> [What the task requires] Exact duplicates of all the records are needed.

> [Records for this exercise]
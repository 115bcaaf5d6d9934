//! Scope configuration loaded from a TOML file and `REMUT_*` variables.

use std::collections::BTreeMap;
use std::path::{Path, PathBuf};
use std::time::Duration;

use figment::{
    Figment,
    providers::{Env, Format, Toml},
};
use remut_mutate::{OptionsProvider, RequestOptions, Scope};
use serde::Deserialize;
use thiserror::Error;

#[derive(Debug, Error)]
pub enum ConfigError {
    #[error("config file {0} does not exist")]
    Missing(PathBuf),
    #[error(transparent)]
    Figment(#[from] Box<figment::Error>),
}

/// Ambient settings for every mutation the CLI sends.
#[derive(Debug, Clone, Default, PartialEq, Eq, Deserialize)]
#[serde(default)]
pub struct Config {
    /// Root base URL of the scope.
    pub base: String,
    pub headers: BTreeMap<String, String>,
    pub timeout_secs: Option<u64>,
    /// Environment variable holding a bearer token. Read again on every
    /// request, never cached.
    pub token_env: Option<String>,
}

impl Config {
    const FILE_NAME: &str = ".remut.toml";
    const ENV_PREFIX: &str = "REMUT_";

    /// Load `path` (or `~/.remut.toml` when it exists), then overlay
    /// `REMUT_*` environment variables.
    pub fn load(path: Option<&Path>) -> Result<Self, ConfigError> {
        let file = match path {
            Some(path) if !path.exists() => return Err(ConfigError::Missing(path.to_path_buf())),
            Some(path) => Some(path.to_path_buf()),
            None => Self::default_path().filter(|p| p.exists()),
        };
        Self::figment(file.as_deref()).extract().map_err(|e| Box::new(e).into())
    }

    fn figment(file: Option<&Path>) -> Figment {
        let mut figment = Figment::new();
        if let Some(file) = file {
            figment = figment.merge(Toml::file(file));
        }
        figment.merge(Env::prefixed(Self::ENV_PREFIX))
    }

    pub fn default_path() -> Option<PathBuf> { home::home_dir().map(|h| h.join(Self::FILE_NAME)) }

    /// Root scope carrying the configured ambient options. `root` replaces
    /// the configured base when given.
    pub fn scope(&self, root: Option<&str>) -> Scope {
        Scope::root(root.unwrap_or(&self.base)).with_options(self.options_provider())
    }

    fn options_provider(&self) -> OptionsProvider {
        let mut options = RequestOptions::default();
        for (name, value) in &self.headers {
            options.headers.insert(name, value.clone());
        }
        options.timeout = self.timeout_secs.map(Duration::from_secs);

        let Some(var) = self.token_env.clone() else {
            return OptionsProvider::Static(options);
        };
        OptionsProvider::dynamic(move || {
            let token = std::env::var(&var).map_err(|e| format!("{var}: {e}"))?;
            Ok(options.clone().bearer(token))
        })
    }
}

> [Solution]
repository 115bcaaf5d6d9934
//! Scope configuration loaded from a TOML file and `REMUT_*` variables.

use std::collections::BTreeMap;
use std::path::{Path, PathBuf};
use std::time::Duration;

use figment::{
    Figment,
    providers::{Env, Format, Toml},
};
use remut_mutate::{OptionsProvider, RequestOptions, Scope};
use serde::Deserialize;
use thiserror::Error;

#[derive(Debug, Error)]
pub enum ConfigError {
    #[error("config file {0} does not exist")]
    Missing(PathBuf),
    #[error(transparent)]
    Figment(#[from] Box<figment::Error>),
}

/// Ambient settings for every mutation the CLI sends.
#[derive(Debug, Clone, Default, PartialEq, Eq, Deserialize)]
#[serde(default)]
pub struct Config {
    /// Root base URL of the scope.
    pub base: String,
    pub headers: BTreeMap<String, String>,
    pub timeout_secs: Option<u64>,
    /// Environment variable holding a bearer token. Read again on every
    /// request, never cached.
    pub token_env: Option<String>,
}

impl Config {
    const FILE_NAME: &str = ".remut.toml";
    const ENV_PREFIX: &str = "REMUT_";

    /// Load `path` (or `~/.remut.toml` when it exists), then overlay
    /// `REMUT_*` environment variables.
    pub fn load(path: Option<&Path>) -> Result<Self, ConfigError> {
        let file = match path {
            Some(path) if !path.exists() => return Err(ConfigError::Missing(path.to_path_buf())),
            Some(path) => Some(path.to_path_buf()),
            None => Self::default_path().filter(|p| p.exists()),
        };
        Self::figment(file.as_deref()).extract().map_err(|e| Box::new(e).into())
    }

    fn figment(file: Option<&Path>) -> Figment {
        let mut figment = Figment::new();
        if let Some(file) = file {
            figment = figment.merge(Toml::file(file));
        }
        figment.merge(Env::prefixed(Self::ENV_PREFIX))
    }

    pub fn default_path() -> Option<PathBuf> { home::home_dir().map(|h| h.join(Self::FILE_NAME)) }

    /// Root scope carrying the configured ambient options. `root` replaces
    /// the configured base when given.
    pub fn scope(&self, root: Option<&str>) -> Scope {
        Scope::root(root.unwrap_or(&self.base)).with_options(self.options_provider())
    }

    fn options_provider(&self) -> OptionsProvider {
        let mut options = RequestOptions::default();
        for (name, value) in &self.headers {
            options.headers.insert(name, value.clone());
        }
        options.timeout = self.timeout_secs.map(Duration::from_secs);

        let Some(var) = self.token_env.clone() else {
            return OptionsProvider::Static(options);
        };
        OptionsProvider::dynamic(move || {
            let token = std::env::var(&var).map_err(|e| format!("{var}: {e}"))?;
            Ok(options.clone().bearer(token))
        })
    }
}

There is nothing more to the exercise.